SLIM: Spuriousness Mitigation with Minimal Human Annotations
Xiwei Xuan, Ziquan Deng, Hsuan-Tien Lin, Kwan-Liu Ma
TL;DR
SLIM tackles the problem of spurious correlations undermining model reliability by introducing a human-in-the-loop data construction pipeline that builds an attention-consistent space and curates a feature-balanced subset for training. The method minimizes human labeling to less than $3\%$ of instances and relies on attention-correctness judgments propagated through a neighbor-aware expansion, enabling robust learning without heavy annotation or compute.
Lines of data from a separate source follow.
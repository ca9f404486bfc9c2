//! Log-id counter and its recovery from the store.

use std::collections::BTreeSet;

use actionlog_core::model::LogId;
use actionlog_core::{ActionFilter, Sort};
use tracing::{error, info};

use crate::supervisor::Supervisor;

/// Highest log id handed out so far.
///
/// Ids stamped on writes that have not been acknowledged yet are tracked, so
/// a recovery racing those writes never moves the counter below them.
#[derive(Debug, Default)]
pub struct LogIdCounter {
    current: LogId,
    in_flight: BTreeSet<LogId>,
    /// Recoveries currently waiting on the store.
    recoveries: usize,
    /// Lower bound for the recovered value: ids in flight when the oldest
    /// running recovery started, and every id stamped since.
    floor: LogId,
}

impl LogIdCounter {
    pub fn current(&self) -> LogId {
        self.current
    }

    /// Advances the counter and returns the new id, tracked until [`settle`](Self::settle).
    pub fn assign(&mut self) -> LogId {
        self.current += 1;
        self.in_flight.insert(self.current);
        if self.recoveries > 0 {
            self.floor = self.floor.max(self.current);
        }
        self.current
    }

    /// The write stamped with `id` finished, successfully or not.
    pub fn settle(&mut self, id: LogId) {
        self.in_flight.remove(&id);
    }

    pub fn begin_recovery(&mut self) {
        if self.recoveries == 0 {
            self.floor = self.in_flight.last().copied().unwrap_or(0);
        }
        self.recoveries += 1;
    }

    /// Ends a recovery. `found` is the stored maximum (`0` for an empty
    /// store), `None` when the lookup failed and the counter is kept.
    pub fn finish_recovery(&mut self, found: Option<LogId>) {
        self.recoveries = self.recoveries.saturating_sub(1);
        if let Some(found) = found {
            self.current = found.max(self.floor);
        }
    }
}

/// Unwinds the recovery bookkeeping if the recovery future is dropped early.
struct RecoveryScope<'a> {
    sup: &'a Supervisor,
    finished: bool,
}

impl Drop for RecoveryScope<'_> {
    fn drop(&mut self) {
        if !self.finished {
            self.sup.shared().log_ids.finish_recovery(None);
        }
    }
}

impl Supervisor {
    /// Recomputes the counter from the highest log id in the store, then
    /// drains the write buffer.
    ///
    /// Deletes can lower the stored maximum, so the counter is recomputed
    /// rather than trusted. A failed query leaves it untouched. Writes are
    /// held back until the first recovery of a connection has run.
    pub async fn recover_max_log_id(&self) {
        self.shared().log_ids.begin_recovery();
        let mut scope = RecoveryScope {
            sup: self,
            finished: false,
        };

        let top = self
            .timed(self.store().find_one(&ActionFilter::all(), Sort::LogIdDesc))
            .await;
        let found = match &top {
            Ok(Some(record)) => Some(record.log_id),
            Ok(None) => Some(0),
            Err(_) => None,
        };
        let current = {
            let mut shared = self.shared();
            shared.log_ids.finish_recovery(found);
            shared.recovered = true;
            shared.log_ids.current()
        };
        scope.finished = true;

        match top {
            Ok(Some(_)) => info!(max_log_id = current, "log id counter recovered"),
            Ok(None) => info!(max_log_id = current, "no stored actions, log id counter reset"),
            Err(e) => error!(error = %e, current, "max log id lookup failed, keeping counter"),
        }

        self.drain().await;
    }
}

#[cfg(test)]
mod tests {
    use super::*;

    #[test]
    fn assign_is_monotonic_from_recovered_point() {
        let mut counter = LogIdCounter::default();
        assert_eq!(counter.assign(), 1);
        counter.settle(1);
        counter.begin_recovery();
        counter.finish_recovery(Some(41));
        assert_eq!(counter.assign(), 42);
        assert_eq!(counter.assign(), 43);
        assert_eq!(counter.current(), 43);
    }

    #[test]
    fn failed_recovery_keeps_counter() {
        let mut counter = LogIdCounter::default();
        counter.assign();
        counter.assign();
        counter.begin_recovery();
        counter.finish_recovery(None);
        assert_eq!(counter.current(), 2);
    }

    #[test]
    fn recovery_never_drops_below_unacknowledged_ids() {
        let mut counter = LogIdCounter::default();
        for id in 1..=4 {
            assert_eq!(counter.assign(), id);
        }
        for id in 1..=3 {
            counter.settle(id);
        }

        // Store saw a delete of 3 and has not received 4 yet.
        counter.begin_recovery();
        assert_eq!(counter.assign(), 5);
        counter.finish_recovery(Some(2));
        assert_eq!(counter.current(), 5);
        assert_eq!(counter.assign(), 6);
    }

    #[test]
    fn settled_writes_do_not_hold_the_counter_up() {
        let mut counter = LogIdCounter::default();
        for id in 1..=3 {
            counter.assign();
            counter.settle(id);
        }
        counter.begin_recovery();
        counter.finish_recovery(Some(2));
        assert_eq!(counter.current(), 2);
    }
}
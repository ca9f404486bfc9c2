//! Grow-only cache of task ids known to exist.

use std::collections::HashSet;

use tracing::{debug, warn};

use crate::supervisor::Supervisor;

/// Task ids confirmed by the store.
///
/// Entries are never evicted, even if the task is deleted later.
#[derive(Debug, Default)]
pub struct TaskCache {
    known: HashSet<String>,
}

impl TaskCache {
    pub fn contains(&self, task_id: &str) -> bool {
        self.known.contains(task_id)
    }

    pub fn insert(&mut self, task_id: &str) {
        self.known.insert(task_id.to_string());
    }

    pub fn len(&self) -> usize {
        self.known.len()
    }

    pub fn is_empty(&self) -> bool {
        self.known.is_empty()
    }
}

impl Supervisor {
    /// Whether `task_id` names an existing task.
    ///
    /// Always true when task filtering is disabled. Otherwise cached
    /// positives answer without touching the store; negative answers are not
    /// cached, and a failed lookup counts as invalid.
    pub async fn is_valid_task(&self, task_id: &str) -> bool {
        if !self.config().filter_invalid_tasks {
            return true;
        }
        let cached = self.shared().tasks.contains(task_id);
        if cached {
            return true;
        }

        let exists = self.timed(self.store().task_exists(task_id)).await;
        match exists {
            Ok(true) => {
                self.shared().tasks.insert(task_id);
                true
            }
            Ok(false) => {
                debug!(task_id, "unknown task");
                false
            }
            Err(e) => {
                warn!(task_id, error = %e, "task lookup failed, treating task as invalid");
                false
            }
        }
    }
}
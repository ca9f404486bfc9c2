//! Write buffer and the persistence path for submitted actions.

use std::collections::VecDeque;

use actionlog_core::ActionDraft;
use futures::future::join_all;
use serde_json::Value;
use thiserror::Error;
use tracing::{debug, info, warn};

use crate::supervisor::{ConnectionState, Supervisor};

/// Actions waiting to be persisted, oldest first.
///
/// Volatile: the contents are lost when the process exits.
#[derive(Debug, Default)]
pub struct WriteBuffer {
    pending: VecDeque<ActionDraft>,
}

impl WriteBuffer {
    pub fn push(&mut self, draft: ActionDraft) {
        self.pending.push_back(draft);
    }

    pub fn extend(&mut self, drafts: impl IntoIterator<Item = ActionDraft>) {
        self.pending.extend(drafts);
    }

    /// Empties the buffer, handing its contents to the caller.
    pub fn take_all(&mut self) -> Vec<ActionDraft> {
        self.pending.drain(..).collect()
    }

    pub fn snapshot(&self) -> Vec<ActionDraft> {
        self.pending.iter().cloned().collect()
    }

    pub fn len(&self) -> usize {
        self.pending.len()
    }

    pub fn is_empty(&self) -> bool {
        self.pending.is_empty()
    }
}

/// Synchronous rejection of a submitted batch.
#[derive(Debug, Clone, PartialEq, Eq, Error)]
pub enum SubmitError {
    /// The batch was not a sequence; nothing was queued.
    #[error("Invalid actions.")]
    InvalidInput,
    /// The batch was buffered and will be written after reconnecting.
    #[error("No database connection")]
    Unavailable,
}

impl Supervisor {
    /// Accepts a batch of actions for persistence.
    ///
    /// While disconnected the whole batch is buffered, a reconnect is started
    /// and [`SubmitError::Unavailable`] is returned. While connected the
    /// buffer is drained first, then every action of the batch is written
    /// independently; per-action outcomes are only logged.
    pub async fn submit(&self, batch: Value) -> Result<(), SubmitError> {
        let Value::Array(items) = batch else {
            warn!("rejected batch that is not a sequence of actions");
            return Err(SubmitError::InvalidInput);
        };
        let drafts: Vec<ActionDraft> = items.into_iter().map(ActionDraft).collect();

        {
            let mut shared = self.shared();
            if shared.state != ConnectionState::Connected {
                let count = drafts.len();
                shared.buffer.extend(drafts);
                let buffered = shared.buffer.len();
                drop(shared);
                warn!(count, buffered, "no database connection, batch buffered");
                self.spawn_connect();
                return Err(SubmitError::Unavailable);
            }
        }

        self.drain().await;
        self.persist_all(drafts).await;
        Ok(())
    }

    /// Attempts every buffered action once.
    ///
    /// The buffer is emptied up front, so concurrent drains never write the
    /// same draft twice. Failed writes land back in the buffer.
    pub async fn drain(&self) {
        let pending = self.shared().buffer.take_all();
        if pending.is_empty() {
            return;
        }
        info!(count = pending.len(), "draining write buffer");
        self.persist_all(pending).await;
    }

    async fn persist_all(&self, drafts: Vec<ActionDraft>) {
        join_all(drafts.into_iter().map(|draft| self.persist(draft))).await;
    }

    async fn persist(&self, draft: ActionDraft) {
        let task_id = draft.task_id().unwrap_or_default().to_string();
        let kind = draft.kind().unwrap_or_default().to_string();

        if draft.task_id().is_some() && !self.is_valid_task(&task_id).await {
            warn!(%task_id, %kind, "dropping action for unknown task");
            return;
        }

        let mut record = match draft.validate() {
            Ok(record) => record,
            Err(e) => {
                warn!(%task_id, %kind, error = %e, "dropping invalid action");
                return;
            }
        };

        record.log_id = {
            let mut shared = self.shared();
            if !shared.recovered {
                debug!(%task_id, %kind, "log ids not recovered yet, action held back");
                shared.buffer.push(draft);
                return;
            }
            shared.log_ids.assign()
        };

        let written = self.timed(self.store().create(&record)).await;
        let mut shared = self.shared();
        shared.log_ids.settle(record.log_id);
        match written {
            Ok(saved) => {
                info!(task_id = %saved.task_id, kind = %saved.kind, log_id = saved.log_id, "action saved");
            }
            Err(e) => {
                warn!(%task_id, %kind, log_id = record.log_id, error = %e, "action write failed, requeued");
                shared.buffer.push(draft);
            }
        }
    }
}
Empirical results across Waterbirds, CelebA, ISIC, NICO, and ImageNet-9 show SLIM achieving competitive or superior worst-group accuracy with lower annotation and training costs, along with improved attention alignment as measured by AIoU. The work emphasizes data quality and efficient supervision as a practical path to reliable AI, while noting limitations related to attention-based spuriousness detection and proposing future work to address other spurious feature modalities.
Abstract
Recent studies highlight that deep learning models often learn spurious features mistakenly linked to labels, compromising their reliability in real-world scenarios where such correlations do not hold. Despite the increasing research effort, existing solutions often face two main challenges: they either demand substantial annotations of spurious attributes, or they yield less competitive outcomes with expensive training when additional annotations are absent. In this paper, we introduce SLIM, a cost-effective and performance-targeted approach to reducing spurious correlations in deep learning. Our method leverages a human-in-the-loop protocol featuring a novel attention labeling mechanism with a constructed attention representation space. SLIM significantly reduces the need for exhaustive additional labeling, requiring human input for fewer than 3% of instances. By prioritizing data quality over complicated training strategies, SLIM curates a smaller yet more feature-balanced data subset, fostering the development of spuriousness-robust models. Experimental validations across key benchmarks demonstrate that SLIM competes with or exceeds the performance of leading methods while significantly reducing costs. The SLIM framework thus presents a promising path for developing reliable models more efficiently. Our code is available in https://github.com/xiweix/SLIM.git/.